Georgia International Convention Center is ADA Compliant. Service animals are welcome but pets and emotional support animals are not.

Definition of a Service Dog vs. Emotional Support Animal vs. Therapy Dog

While the terms “service dog,” “therapy dog,” and “emotional support animal” are often used interchangeably, these three types of animals have very distinct roles and qualifications. This resource is designed to clarify the roles among dogs that are geared to improve human health.

Service Dogs

Service dogs (also known as “assistance dogs”) are trained to perform quantifiable tasks that directly ease the challenges associated with their owner’s physical, psychiatric, sensory, and/or developmental disability. The most common types of service dogs include guide, hearing, medical alert, mobility, autism service, and psychiatric service dogs (such as those who assist veterans with post-traumatic stress). Having a service dog provides handlers with greater independence, as well as enriched confidence to leave their home, foster social relationships, and enter or re-enter the workforce.

The Americans with Disabilities Act (ADA) protects the rights of people with disabilities to bring their service dogs with them to most public places, including restaurants, theaters, shops, hotels, government agencies, and non-profit organizations. Likewise, the Air Carrier Access Act (ACAA) of 1986 ensures that service dogs may travel with their owners on airplanes (note: the ACAA has a separate definition of “psychiatric service animal”), and the Fair Housing Act of 1968 stipulates that housing with a “no pets policy” must make an exception or reasonable accommodations for people with service dogs.

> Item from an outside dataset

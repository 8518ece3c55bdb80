pub mod catalog;
pub mod events;
pub mod progress;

Currently, there are no nationally or legally recognized service dog training, certification, or identification standards, and both professional trainers/organizations and laypersons may train and provide service dogs. At a minimum, service dogs should be individually trained in essential tasks that a person could not otherwise perform due to his/her disability (such as alerting a person with epilepsy when s/he shows signs of an impending seizure). Additionally, service dogs should be well behaved and under control in the community.

Emotional Support Animals

Emotional support animals are companion animals who help their owners cope with the challenges associated with emotional and mental health conditions (such as depression and anxiety) by providing comfort with their presence. Unlike service and therapy dogs, emotional support animals are not expected to perform specific tasks related to their owner’s condition, nor must they adhere to any behavior standards or training. Their presence alone is what is thought to provide their owner with solace and therapeutic benefit. Emotional support animals are not allowed in public places, with the exception of air travel, which requires special documentation. The Fair Housing Act requires that most housing units accommodate emotional support animals with appropriate documentation.

Therapy Dogs

Together with their owners, therapy dogs are certified or registered to visit hospitals, long-term care facilities, treatment centers, schools, and other settings to benefit people in need. While typically trained in basic obedience skills, therapy dogs (or “comfort dogs”) are not required to perform essential tasks for those they serve or specialize in any particular area of service. Therapy dogs do not have public access rights under the ADA and are only allowed in facilities by invitation/agreement.

Additionally, they serve people other than their owners (also known as handlers), and their role is often to complement more traditional modes of treatment or therapy through comforting, supportive, calming, and engaging interactions. This is frequently done through the work of volunteer therapy dog-handler teams, but professionals (such as psychotherapists and social workers) may also incorporate a therapy dog into their practice with clients. While many types of animals can be therapy animals (such as horses and cats), dogs are by far the most common species and any canine breed is eligible.